Al principio ya existía La Palabra. La Palabra estaba junto a Dios, y la Palabra era Dios.
La palabra era la luz verdadera, que con su venida al mundo ilumina a todo hombre. Y la Palabra se hizo carne y habitó entre nosotros. A Dios nadie lo ha visto jamás; el Hijo único que es Dios y que está en el seno de Padre, nos lo ha dado a conocer. (Jn 1,1…)
Fechas que nos conmueven y una de ellas es precisamente Navidad, ya que se activan sentimientos profundos de armonía, justicia y de paz. Celebramos nada menos que el Nacimiento de Nuestro Señor Jesucristo, Dios con nosotros.
La Navidad en las cárceles tiene una dosis adicional de tristeza, soledad y desesperanza.
Todo lo contrario a lo que es la fiesta que celebramos, ya que ella es una propuesta para todos de amor incondicional, un abrazo de consuelo y de perdón y un proyecto de renovación y de júbilo.
San Juan en el prólogo establece que Dios se interesa por cada uno de nosotros.

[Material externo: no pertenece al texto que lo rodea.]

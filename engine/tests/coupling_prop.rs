//! Property checks on the coupled update rules: pointwise domination,
//! constraint preservation, and the pinned boundary, along trajectories
//! driven by arbitrary seeds.

use engine::bpp::BoxedPartition;
use engine::grid::{volume_gap, HeightGrid};
use engine::ice::SquareIce;
use engine::model::Dynamics;
use engine::rng::BitSource;
use proptest::prelude::*;

fn dominated(min: &HeightGrid, max: &HeightGrid) -> bool {
    (0..min.rows())
        .all(|r| (0..min.cols()).all(|c| min.get(r, c) <= max.get(r, c)))
}

/// Adjacent heights differ by one and the perimeter matches the ice rule.
fn valid_ice_height(h: &HeightGrid) -> bool {
    let side = h.rows() as i32;
    for r in 0..h.rows() {
        for c in 0..h.cols() {
            if c + 1 < h.cols() && (h.get(r, c) - h.get(r, c + 1)).abs() != 1 {
                return false;
            }
            if r + 1 < h.rows() && (h.get(r, c) - h.get(r + 1, c)).abs() != 1 {
                return false;
            }
            let on_low = r == 0 || c == 0;
            if on_low && h.get(r, c) != (r as i32 - c as i32).abs() + 1 {
                return false;
            }
            let on_high = r + 1 == h.rows() || c + 1 == h.cols();
            if on_high && h.get(r, c) != side - (side - c as i32 - r as i32 - 1).abs() {
                return false;
            }
        }
    }
    true
}

fn valid_plane_partition(h: &HeightGrid, ceiling: i32) -> bool {
    for r in 0..h.rows() {
        for c in 0..h.cols() {
            let v = h.get(r, c);
            if !(0..=ceiling).contains(&v) {
                return false;
            }
            if c + 1 < h.cols() && v < h.get(r, c + 1) {
                return false;
            }
            if r + 1 < h.rows() && v < h.get(r + 1, c) {
                return false;
            }
        }
    }
    true
}

proptest! {
    #![proptest_config(ProptestConfig::with_cases(64))]

    #[test]
    fn ice_steps_preserve_order_and_validity(
        seed in any::<u32>(),
        order in 2usize..7,
        steps in 1usize..32,
    ) {
        let model = SquareIce::new(order).unwrap();
        let mut min = HeightGrid::new(model.rows(), model.cols());
        let mut max = HeightGrid::new(model.rows(), model.cols());
        model.fill_min(&mut min);
        model.fill_max(&mut max);
        let mut bits = BitSource::new(seed);

        for tick in 0..steps {
            model.step(&mut min, &mut max, &mut bits);
            prop_assert!(dominated(&min, &max), "domination lost at step {tick}");
            prop_assert!(valid_ice_height(&min), "min invalid at step {tick}");
            prop_assert!(valid_ice_height(&max), "max invalid at step {tick}");
        }
        prop_assert!(volume_gap(&min, &max) >= 0);
    }

    #[test]
    fn box_steps_preserve_order_and_validity(
        seed in any::<u32>(),
        a in 1usize..6,
        b in 1usize..6,
        c in 1i32..6,
        steps in 1usize..40,
    ) {
        let model = BoxedPartition::new(a, b, c).unwrap();
        let mut min = HeightGrid::new(model.rows(), model.cols());
        let mut max = HeightGrid::new(model.rows(), model.cols());
        model.fill_min(&mut min);
        model.fill_max(&mut max);
        let mut bits = BitSource::new(seed);

        for tick in 0..steps {
            model.step(&mut min, &mut max, &mut bits);
            prop_assert!(dominated(&min, &max), "domination lost at step {tick}");
            prop_assert!(valid_plane_partition(&min, c), "min invalid at step {tick}");
            prop_assert!(valid_plane_partition(&max, c), "max invalid at step {tick}");
        }
    }
}
//! Pure transforms from a final ice height field to its matrix encodings.

use crate::grid::HeightGrid;

/// Corner-sum matrix of a height field: entry `(r + c + 2 - H[r][c]) / 2`,
/// same shape as the field.
///
/// Ice heights satisfy `H ≡ r + c + 1 (mod 2)`, so the numerator is odd
/// and the truncating division drops a half; the result is the partial-sum
/// transform of the ASM, zero along the top row and left column.
pub fn corner_sum(heights: &HeightGrid) -> HeightGrid {
    let mut out = HeightGrid::new(heights.rows(), heights.cols());
    out.fill_with(|row, col| (row as i32 + col as i32 + 2 - heights.get(row, col)) / 2);
    out
}

/// Alternating sign matrix of an ice height field; one smaller in each
/// dimension, entries in `{-1, 0, +1}`.
pub fn asm_matrix(heights: &HeightGrid) -> HeightGrid {
    let mut out = HeightGrid::new(heights.rows() - 1, heights.cols() - 1);
    out.fill_with(|row, col| {
        let (row, col) = (row + 1, col + 1);
        (heights.get(row - 1, col) + heights.get(row, col - 1)
            - heights.get(row, col)
            - heights.get(row - 1, col - 1))
            / 2
    });
    out
}

/// Invert [`corner_sum`]: `H[r][c] = r + c + 1 - 2 * csum[r][c]`.
///
/// The truncated half in [`corner_sum`] makes `csum` exactly
/// `(r + c + 1 - H) / 2`, so this recovers the field bit for bit.
pub fn height_from_corner_sum(csum: &HeightGrid) -> HeightGrid {
    let mut out = HeightGrid::new(csum.rows(), csum.cols());
    out.fill_with(|row, col| row as i32 + col as i32 + 1 - 2 * csum.get(row, col));
    out
}
use crate::HidrawDevice;
use hidstream::{DeviceAddress, DeviceOpener, HidStreamError, HidStreamResult, ReportTransport};

/// Opens `/dev/hidraw*` nodes by path.
///
/// Identities are rejected: mapping vendor/product to a node needs device
/// enumeration, which callers do before constructing the stream.
#[derive(Debug, Default, Clone, Copy)]
pub struct HidrawOpener;

impl HidrawOpener {
    pub fn new() -> Self {
        Self
    }
}

impl DeviceOpener for HidrawOpener {
    fn open_device(&self, address: &DeviceAddress) -> HidStreamResult<Box<dyn ReportTransport>> {
        let path = address.as_path().ok_or_else(|| {
            HidStreamError::open_failed(address.to_string(), "hidraw needs a device path")
        })?;
        let device = HidrawDevice::open(path)
            .map_err(|e| HidStreamError::open_failed(path, e.to_string()))?;
        Ok(Box::new(device))
    }
}

#[cfg(test)]
mod tests {
    use super::*;
    use hidstream::DeviceIdentity;

    #[test]
    fn test_identity_is_rejected() {
        let opener = HidrawOpener::new();
        let address = DeviceAddress::from(DeviceIdentity::new(0x1209, 0xf1d0));
        let result = opener.open_device(&address);
        assert!(matches!(
            result,
            Err(HidStreamError::DeviceOpenFailed { ref device, .. }) if device == "1209:f1d0"
        ));
    }

    #[test]
    fn test_missing_path_is_open_failure() {
        let opener = HidrawOpener::new();
        let result = opener.open_device(&DeviceAddress::path("/dev/hidraw-missing"));
        assert!(matches!(
            result,
            Err(HidStreamError::DeviceOpenFailed { ref device, .. }) if device == "/dev/hidraw-missing"
        ));
    }
}
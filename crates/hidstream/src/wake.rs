//! External wake signal used to cancel a blocked read.
//!
//! The signal is independent of data readiness. Raising it wakes any wait
//! that observes it, and the observing wait consumes it (auto-reset), so the
//! next read starts clean. Platform waitables that block outside this
//! process's condition variables (e.g. in `poll(2)`) subscribe with a wake
//! hook and translate the call into something their poll can see.

use parking_lot::{Condvar, Mutex};
use std::fmt;
use std::sync::Arc;
use std::time::{Duration, Instant};

/// Callback invoked every time the signal is raised.
pub type WakeHook = Arc<dyn Fn() + Send + Sync>;

/// Handle returned by [`WakeSignal::add_hook`].
#[derive(Debug, Clone, Copy, PartialEq, Eq, Hash)]
pub struct HookId(u64);

#[derive(Default)]
struct WakeState {
    raised: bool,
    next_hook: u64,
    hooks: Vec<(HookId, WakeHook)>,
}

#[derive(Default)]
struct WakeInner {
    state: Mutex<WakeState>,
    cond: Condvar,
}

/// Cloneable, thread-safe cancellation flag.
#[derive(Clone, Default)]
pub struct WakeSignal {
    inner: Arc<WakeInner>,
}

impl WakeSignal {
    pub fn new() -> Self {
        Self::default()
    }

    /// Raise the signal and run every registered hook.
    pub fn set(&self) {
        let hooks: Vec<WakeHook> = {
            let mut state = self.inner.state.lock();
            state.raised = true;
            state.hooks.iter().map(|(_, hook)| Arc::clone(hook)).collect()
        };
        self.inner.cond.notify_all();

        // Hooks run without the lock held so they may call back into us.
        for hook in hooks {
            hook();
        }
    }

    pub fn clear(&self) {
        self.inner.state.lock().raised = false;
    }

    pub fn is_set(&self) -> bool {
        self.inner.state.lock().raised
    }

    /// Consume the signal, returning whether it was raised.
    pub fn take(&self) -> bool {
        std::mem::replace(&mut self.inner.state.lock().raised, false)
    }

    /// Block until the signal is raised or `timeout` elapses.
    ///
    /// Returns `true` (and consumes the signal) if it was raised.
    pub fn wait(&self, timeout: Option<Duration>) -> bool {
        let deadline = timeout.and_then(|t| Instant::now().checked_add(t));
        let mut state = self.inner.state.lock();
        while !state.raised {
            match (timeout, deadline) {
                (None, _) => self.inner.cond.wait(&mut state),
                (Some(_), Some(deadline)) => {
                    if self.inner.cond.wait_until(&mut state, deadline).timed_out() {
                        break;
                    }
                }
                // Timeout too large to represent: treat as unbounded.
                (Some(_), None) => self.inner.cond.wait(&mut state),
            }
        }
        std::mem::replace(&mut state.raised, false)
    }

    /// Register a callback run on every [`set`](Self::set).
    pub fn add_hook(&self, hook: impl Fn() + Send + Sync + 'static) -> HookId {
        let mut state = self.inner.state.lock();
        let id = HookId(state.next_hook);
        state.next_hook = state.next_hook.wrapping_add(1);
        state.hooks.push((id, Arc::new(hook)));
        id
    }

    /// Remove a hook. Returns `false` if it was already gone.
    pub fn remove_hook(&self, id: HookId) -> bool {
        let mut state = self.inner.state.lock();
        let before = state.hooks.len();
        state.hooks.retain(|(hook_id, _)| *hook_id != id);
        state.hooks.len() != before
    }

    pub fn hook_count(&self) -> usize {
        self.inner.state.lock().hooks.len()
    }

    /// Whether both handles refer to the same underlying signal.
    pub fn same_signal(&self, other: &WakeSignal) -> bool {
        Arc::ptr_eq(&self.inner, &other.inner)
    }
}

impl fmt::Debug for WakeSignal {
    fn fmt(&self, f: &mut fmt::Formatter<'_>) -> fmt::Result {
        let state = self.inner.state.lock();
        f.debug_struct("WakeSignal")
            .field("raised", &state.raised)
            .field("hooks", &state.hooks.len())
            .finish()
    }
}

#[cfg(test)]
mod tests {
    use super::*;
    use std::sync::atomic::{AtomicUsize, Ordering};
    use std::thread;

    #[test]
    fn test_set_take_clear() {
        let signal = WakeSignal::new();
        assert!(!signal.is_set());

        signal.set();
        assert!(signal.is_set());
        assert!(signal.take());
        assert!(!signal.take());

        signal.set();
        signal.clear();
        assert!(!signal.is_set());
    }

    #[test]
    fn test_wait_times_out() {
        let signal = WakeSignal::new();
        let start = Instant::now();
        assert!(!signal.wait(Some(Duration::from_millis(20))));
        assert!(start.elapsed() >= Duration::from_millis(20));
    }

    #[test]
    fn test_wait_woken_from_other_thread() {
        let signal = WakeSignal::new();
        let remote = signal.clone();
        let handle = thread::spawn(move || {
            thread::sleep(Duration::from_millis(20));
            remote.set();
        });

        assert!(signal.wait(None));
        // Consumed by the wait.
        assert!(!signal.is_set());
        assert!(handle.join().is_ok());
    }

    #[test]
    fn test_hooks_run_on_set() {
        let signal = WakeSignal::new();
        let calls = Arc::new(AtomicUsize::new(0));
        let counter = Arc::clone(&calls);
        let id = signal.add_hook(move || {
            counter.fetch_add(1, Ordering::SeqCst);
        });
        assert_eq!(signal.hook_count(), 1);

        signal.set();
        signal.set();
        assert_eq!(calls.load(Ordering::SeqCst), 2);

        assert!(signal.remove_hook(id));
        assert!(!signal.remove_hook(id));
        signal.set();
        assert_eq!(calls.load(Ordering::SeqCst), 2);
    }

    #[test]
    fn test_clones_share_state() {
        let signal = WakeSignal::new();
        let clone = signal.clone();
        assert!(signal.same_signal(&clone));
        assert!(!signal.same_signal(&WakeSignal::new()));

        clone.set();
        assert!(signal.take());
    }
}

Todo lo que podemos decir de Dios lo ha develado su Hijo Eterno.
Que contrario a la experiencia del mundo de los excluidos, pues cuantas veces escucho, en la cárcel, de su vida miserable, de un abandono desde la más tierna edad, de maltratos, de ausencias de padres, de hambres, de calle…

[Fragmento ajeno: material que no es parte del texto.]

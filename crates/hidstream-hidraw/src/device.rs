//! `/dev/hidraw*` report transport
//!
//! The device file is opened non-blocking. Direct reads wait in `poll(2)`
//! before reading; event-driven waits poll the device together with the read
//! end of a self-pipe that a wake hook writes to.

use hidstream::wake::HookId;
use hidstream::{
    HidStreamError, HidStreamResult, Readiness, ReportTransport, WaitToken, Waitable, WakeSignal,
};
use nix::errno::Errno;
use nix::fcntl::OFlag;
use nix::poll::{PollFd, PollFlags, PollTimeout, poll};
use nix::unistd::pipe2;
use std::fs::{File, OpenOptions};
use std::io::{self, ErrorKind, Read, Write};
use std::os::fd::{AsFd, AsRawFd, RawFd};
use std::os::unix::fs::OpenOptionsExt;
use std::path::Path;
use std::sync::Arc;
use std::time::Duration;
use tracing::{debug, trace};

/// Largest report the hidraw driver hands out (`HID_MAX_BUFFER_SIZE`).
pub const MAX_REPORT_LEN: usize = 4096;

const FAILURE_FLAGS: PollFlags = PollFlags::POLLERR
    .union(PollFlags::POLLHUP)
    .union(PollFlags::POLLNVAL);

struct Registration {
    token: WaitToken,
    wake: WakeSignal,
    hook: HookId,
    wake_rx: File,
}

pub struct HidrawDevice {
    name: String,
    file: Option<File>,
    registration: Option<Registration>,
    next_token: u64,
}

impl HidrawDevice {
    /// Open a hidraw node for reading and writing.
    pub fn open(path: impl AsRef<Path>) -> io::Result<Self> {
        let path = path.as_ref();
        let file = OpenOptions::new()
            .read(true)
            .write(true)
            .custom_flags(libc::O_NONBLOCK | libc::O_CLOEXEC)
            .open(path)?;
        debug!(path = %path.display(), "Opened hidraw device");
        Ok(Self::from_file(file, path.display().to_string()))
    }

    /// Wrap an already opened, non-blocking, packet-preserving descriptor.
    pub fn from_file(file: File, name: impl Into<String>) -> Self {
        Self {
            name: name.into(),
            file: Some(file),
            registration: None,
            next_token: 0,
        }
    }

    pub fn name(&self) -> &str {
        &self.name
    }

    pub fn is_closed(&self) -> bool {
        self.file.is_none()
    }

    fn file(&self) -> HidStreamResult<&File> {
        self.file.as_ref().ok_or(HidStreamError::DeviceNotOpen)
    }

    fn map_io_error(&self, error: io::Error) -> HidStreamError {
        match error.raw_os_error() {
            Some(libc::ENODEV) | Some(libc::EPIPE) => HidStreamError::disconnected(self.name.clone()),
            _ => HidStreamError::Io(error),
        }
    }

    /// Non-blocking read of one report. End-of-file means the node is gone.
    fn read_available(&self) -> HidStreamResult<Vec<u8>> {
        let mut buf = vec![0u8; MAX_REPORT_LEN];
        match self.file()?.read(&mut buf) {
            Ok(0) => Err(HidStreamError::disconnected(self.name.clone())),
            Ok(len) => {
                buf.truncate(len);
                trace!(device = %self.name, len, "hidraw read");
                Ok(buf)
            }
            Err(e) if e.kind() == ErrorKind::WouldBlock => Ok(Vec::new()),
            Err(e) => Err(self.map_io_error(e)),
        }
    }
}

/// Milliseconds for `poll(2)`, rounded up and saturated; `-1` waits forever.
fn timeout_millis(timeout: Option<Duration>) -> i32 {
    match timeout {
        None => -1,
        Some(timeout) => i32::try_from(timeout.as_nanos().div_ceil(1_000_000)).unwrap_or(i32::MAX),
    }
}

fn poll_timeout(timeout: Option<Duration>) -> PollTimeout {
    match timeout_millis(timeout) {
        -1 => PollTimeout::NONE,
        ms => PollTimeout::try_from(ms).unwrap_or(PollTimeout::MAX),
    }
}

/// `poll(2)` that restarts after `EINTR`.
fn poll_retrying(fds: &mut [PollFd<'_>], timeout: Option<Duration>) -> HidStreamResult<i32> {
    loop {
        match poll(fds, poll_timeout(timeout)) {
            Ok(ready) => return Ok(ready),
            Err(Errno::EINTR) => continue,
            Err(errno) => return Err(HidStreamError::Io(io::Error::from(errno))),
        }
    }
}

fn drain_pipe(mut rx: &File) {
    let mut scratch = [0u8; 64];
    while matches!(rx.read(&mut scratch), Ok(n) if n > 0) {}
}

impl ReportTransport for HidrawDevice {
    fn read_report(&mut self, timeout: Duration) -> HidStreamResult<Vec<u8>> {
        if !timeout.is_zero() {
            let file = self.file()?;
            let mut fds = [PollFd::new(file.as_fd(), PollFlags::POLLIN)];
            if poll_retrying(&mut fds, Some(timeout))? == 0 {
                return Ok(Vec::new());
            }
            let revents = fds[0].revents().unwrap_or(PollFlags::empty());
            if !revents.contains(PollFlags::POLLIN) && revents.intersects(FAILURE_FLAGS) {
                return Err(HidStreamError::disconnected(self.name.clone()));
            }
        }
        self.read_available()
    }

    fn write_report(&mut self, report: &[u8]) -> HidStreamResult<usize> {
        let mut file = self.file()?;
        match file.write(report) {
            Ok(written) => {
                trace!(device = %self.name, written, "hidraw write");
                Ok(written)
            }
            Err(e) => Err(self.map_io_error(e)),
        }
    }

    fn close(&mut self) -> HidStreamResult<()> {
        if let Some(token) = self.registration.as_ref().map(|r| r.token) {
            self.unregister(token)?;
        }
        if self.file.take().is_some() {
            debug!(device = %self.name, "Closed hidraw device");
        }
        Ok(())
    }

    fn waitable(&mut self) -> Option<&mut dyn Waitable> {
        Some(self)
    }
}

impl Waitable for HidrawDevice {
    fn register(&mut self, wake: &WakeSignal) -> HidStreamResult<WaitToken> {
        if self.registration.is_some() {
            return Err(HidStreamError::transport(format!(
                "{}: already registered",
                self.name
            )));
        }
        self.file()?;

        let (rx, tx) = pipe2(OFlag::O_NONBLOCK | OFlag::O_CLOEXEC)
            .map_err(|errno| HidStreamError::Io(io::Error::from(errno)))?;
        let tx = Arc::new(File::from(tx));
        let hook = wake.add_hook(move || {
            // EAGAIN means the pipe already holds a pending wake.
            if let Err(e) = (&*tx).write(&[1]) {
                trace!(error = %e, "Wake pipe write skipped");
            }
        });

        let token = WaitToken::new(self.next_token);
        self.next_token = self.next_token.wrapping_add(1);
        self.registration = Some(Registration {
            token,
            wake: wake.clone(),
            hook,
            wake_rx: File::from(rx),
        });
        debug!(device = %self.name, token = token.raw(), "Registered wake pipe");
        Ok(token)
    }

    fn poll(&mut self, token: WaitToken, timeout: Option<Duration>) -> HidStreamResult<Readiness> {
        let registration = self
            .registration
            .as_ref()
            .filter(|r| r.token == token)
            .ok_or_else(|| HidStreamError::transport("unknown wait token"))?;
        let file = self.file.as_ref().ok_or(HidStreamError::DeviceNotOpen)?;

        let mut fds = [
            PollFd::new(file.as_fd(), PollFlags::POLLIN),
            PollFd::new(registration.wake_rx.as_fd(), PollFlags::POLLIN),
        ];
        if poll_retrying(&mut fds, timeout)? == 0 {
            return Ok(Readiness::TimedOut);
        }
        let [device, wake] = fds.map(|fd| fd.revents().unwrap_or(PollFlags::empty()));

        if wake.contains(PollFlags::POLLIN) {
            drain_pipe(&registration.wake_rx);
            return Ok(Readiness::Woken);
        }
        if device.contains(PollFlags::POLLIN) {
            return Ok(Readiness::Readable);
        }
        if device.contains(PollFlags::POLLHUP) {
            return Ok(Readiness::HangUp);
        }
        if device.intersects(FAILURE_FLAGS) {
            return Ok(Readiness::Error);
        }
        Ok(Readiness::TimedOut)
    }

    fn unregister(&mut self, token: WaitToken) -> HidStreamResult<()> {
        if self.registration.as_ref().is_some_and(|r| r.token == token) {
            if let Some(registration) = self.registration.take() {
                registration.wake.remove_hook(registration.hook);
                debug!(device = %self.name, token = token.raw(), "Unregistered wake pipe");
            }
        }
        Ok(())
    }

    fn raw_fd(&self) -> Option<RawFd> {
        self.file.as_ref().map(AsRawFd::as_raw_fd)
    }
}

impl Drop for HidrawDevice {
    fn drop(&mut self) {
        if let Some(registration) = self.registration.take() {
            registration.wake.remove_hook(registration.hook);
        }
    }
}

#[cfg(test)]
mod tests {
    use super::*;

    #[test]
    fn test_timeout_millis() {
        assert_eq!(timeout_millis(None), -1);
        assert_eq!(timeout_millis(Some(Duration::ZERO)), 0);
        assert_eq!(timeout_millis(Some(Duration::from_micros(1))), 1);
        assert_eq!(timeout_millis(Some(Duration::from_millis(250))), 250);
        assert_eq!(timeout_millis(Some(Duration::from_secs(u64::MAX))), i32::MAX);
    }

    #[test]
    fn test_open_missing_node_fails() {
        let result = HidrawDevice::open("/dev/hidraw-does-not-exist");
        assert!(matches!(result, Err(e) if e.kind() == ErrorKind::NotFound));
    }
}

En ese contexto el hecho de la Navidad, muestra que todavía en muchos, no arraiga en el corazón humano y la vorágine del consumismo nos aleja del misterio fundamental, nos quita la paz, nos altera, nos violenta, nos descentra.
Y aunque todavía recordamos la hazaña maravillosa de los 33 salvados de la mina y la extraordinaria meta desbordada de la Teletón, sin embargo, en el día a día, aún permanecen muchos hermanos nuestros a 600 metros de profundidad y múltiples discapacitados, para los cuales Dios entre nosotros no existe.
Porque Navidad, desde que el Hijo de Dios se hizo hombre y puso su casa entre nosotros nos invita a ser, todos los días, manos extendidas, corazón generoso y voluntad decidida para servir y amar.